Organizational Bylaws

USS Maddox

Destroyer Association

Author Joe F. Mabry 1992
Membership approval March 30, 1992
Amendments approval August 8, 1992
Reprint of Bylaws July 30, 1994
Amendments Approval June 22, 1996
Amendments Approval June 7, 1997
Amendments Approval September 14, 2000

In Memorial

To the men of the USS Maddox
who gave their lives in defense of
the United States of America.

DD 622, July 10, 1943
Two hundred, ten officers and men

DD 731, January 21, 1945
Nine officers and men.

And to our former shipmates who have
since passed away, we dedicate
this book of By-laws.



Bylaws updated 3-28-2001

By: Joe Mabry

Enclosed in this booklet is a complete and updated copy of the bylaws including all amendments from amendment #1 through amendment #17. In the future when amendments are made each member will receive a copy of all new amendments only, not the entire booklet.
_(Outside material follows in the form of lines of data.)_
// SPDX-License-Identifier: AGPL-3.0-only
// Copyright (C) 2024 Jonathan Lee
// This program is free software: you can redistribute it and/or modify
// it under the terms of the GNU Affero General Public License version 3
// as published by the Free Software Foundation.
// This program is distributed in the hope that it will be useful,
// but WITHOUT ANY WARRANTY; without even the implied warranty of
// MERCHANTABILITY or FITNESS FOR A PARTICULAR PURPOSE.
// See the GNU Affero General Public License for more details.
// You should have received a copy of the GNU Affero General Public License
// along with this program. If not, see https://www.gnu.org/licenses/.

use serde::Serialize;
use std::collections::{BTreeMap, BTreeSet};
use std::fmt;

/// Two-key count matrix. Row and column keys keep an explicit display order.
#[derive(Debug, Clone, PartialEq, Eq, Serialize)]
pub struct CrossTab {
    row_axis: String,
    column_axis: String,
    rows: Vec<String>,
    columns: Vec<String>,
    counts: Vec<Vec<usize>>,
}
#[derive(Debug, Clone, PartialEq, Eq)]
pub struct Cell<'a> {
    pub row_index: usize,
    pub column_index: usize,
    pub row: &'a str,
    pub column: &'a str,
    pub count: usize,
}
impl CrossTab {
    /// Tabulates `(row, column)` pairs. Keys come out sorted.
    pub fn from_pairs<I, R, C>(row_axis: &str, column_axis: &str, pairs: I) -> Self
    where
        I: IntoIterator<Item = (R, C)>,
        R: Into<String>,
        C: Into<String>,
    {
        let mut tally: BTreeMap<(String, String), usize> = BTreeMap::new();
        let mut rows = BTreeSet::new();
        let mut columns = BTreeSet::new();
        for (row, column) in pairs {
            let (row, column) = (row.into(), column.into());
            rows.insert(row.clone());
            columns.insert(column.clone());
            *tally.entry((row, column)).or_insert(0) += 1;
        }
        let rows: Vec<String> = rows.into_iter().collect();
        let columns: Vec<String> = columns.into_iter().collect();
        let counts = rows
            .iter()
            .map(|row| {
                columns
                    .iter()
                    .map(|column| {
                        tally
                            .get(&(row.clone(), column.clone()))
                            .copied()
                            .unwrap_or(0)
                    })
                    .collect()
            })
            .collect();
        Self {
            row_axis: row_axis.to_string(),
            column_axis: column_axis.to_string(),
            rows,
            columns,
            counts,
        }
    }
    /// Reorders both axes to the given orders, keeping only keys present in
    /// the table.
    pub fn reindex<R, C>(&self, row_order: &[R], column_order: &[C]) -> Self
    where
        R: AsRef<str>,
        C: AsRef<str>,
    {
        let rows: Vec<usize> = row_order
            .iter()
            .filter_map(|key| self.row_position(key.as_ref()))
            .collect();
        let columns: Vec<usize> = column_order
            .iter()
            .filter_map(|key| self.column_position(key.as_ref()))
            .collect();
        Self {
            row_axis: self.row_axis.clone(),
            column_axis: self.column_axis.clone(),
            rows: rows.iter().map(|&i| self.rows[i].clone()).collect(),
            columns: columns.iter().map(|&j| self.columns[j].clone()).collect(),
            counts: rows
                .iter()
                .map(|&i| columns.iter().map(|&j| self.counts[i][j]).collect())
                .collect(),
        }
    }
    fn row_position(&self, key: &str) -> Option<usize> {
        self.rows.iter().position(|row| row == key)
    }
    fn column_position(&self, key: &str) -> Option<usize> {
        self.columns.iter().position(|column| column == key)
    }
    pub fn rows(&self) -> &[String] {
        &self.rows
    }
    pub fn columns(&self) -> &[String] {
        &self.columns
    }
    pub fn row_axis(&self) -> &str {
        &self.row_axis
    }
    pub fn column_axis(&self) -> &str {
        &self.column_axis
    }
    pub fn count(&self, row: &str, column: &str) -> usize {
        match (self.row_position(row), self.column_position(column)) {
            (Some(i), Some(j)) => self.counts[i][j],
            _ => 0,
        }
    }
    pub fn total(&self) -> usize {
        self.counts.iter().flatten().sum()
    }
    pub fn is_empty(&self) -> bool {
        self.total() == 0
    }
    /// Cells with a positive count, row-major.
    pub fn non_zero_cells(&self) -> Vec<Cell<'_>> {
        let mut cells = Vec::new();
        for (i, row) in self.rows.iter().enumerate() {
            for (j, column) in self.columns.iter().enumerate() {
                let count = self.counts[i][j];
                if count > 0 {
                    cells.push(Cell {
                        row_index: i,
                        column_index: j,
                        row,
                        column,
                        count,
                    });
                }
            }
        }
        cells
    }
}
impl fmt::Display for CrossTab {
    fn fmt(&self, f: &mut fmt::Formatter) -> fmt::Result {
        let label_width = self
            .rows
            .iter()
            .map(|row| row.chars().count())
            .chain([
                self.row_axis.chars().count(),
                self.column_axis.chars().count(),
            ])
            .max()
            .unwrap_or(0);
        let widths: Vec<usize> = self
            .columns
            .iter()
            .enumerate()
            .map(|(j, column)| {
                let widest_count = self
                    .counts
                    .iter()
                    .map(|row| row[j].to_string().len())
                    .max()
                    .unwrap_or(1);
                column.chars().count().max(widest_count)
            })
            .collect();
        write!(f, "{:<label_width$}", self.column_axis)?;
        for (column, width) in self.columns.iter().zip(&widths) {
            write!(f, "  {column:>width$}")?;
        }
        writeln!(f)?;
        write!(f, "{}", self.row_axis)?;
        for (row, counts) in self.rows.iter().zip(&self.counts) {
            writeln!(f)?;
            write!(f, "{row:<label_width$}")?;
            for (count, width) in counts.iter().zip(&widths) {
                write!(f, "  {count:>width$}")?;
            }
        }
        Ok(())
    }
}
It will be the responsibility of each member to remove the old page number the booklet and replace with the new page number.

NOTE:This Internet version has incorporated all amendments into the text, without identification of each change. The same procedure will be followed for future amendments.

Bylaws of the U.S.S. Maddox Destroyer Association

Article I – Name and Objectives

Section 1. Name

The name of the organization is the U.S.S. Maddox Destroyer Association (hereinafter referred to as the Association).

Section 2. Objectives

The objectives of the Association are to maintain the same high level of patriotism, cooperation, friendship and morale among the survivors as existed among the personnel attached to the U.S.S. Maddox DD168, DD731, or DD622.
a.Researching and recording the personnel, places and events directly related to the U.S. S. Maddox and her history.

b.Disseminating researched historical accounts through the news media, educational activities, the Library of Congress, and other appropriate channels.

c.Recognizing outstanding accomplishments.

d.Perpetuating the memory of those who made the supreme sacrifice on the U.S.S. Maddox and the survivors who have since passed away.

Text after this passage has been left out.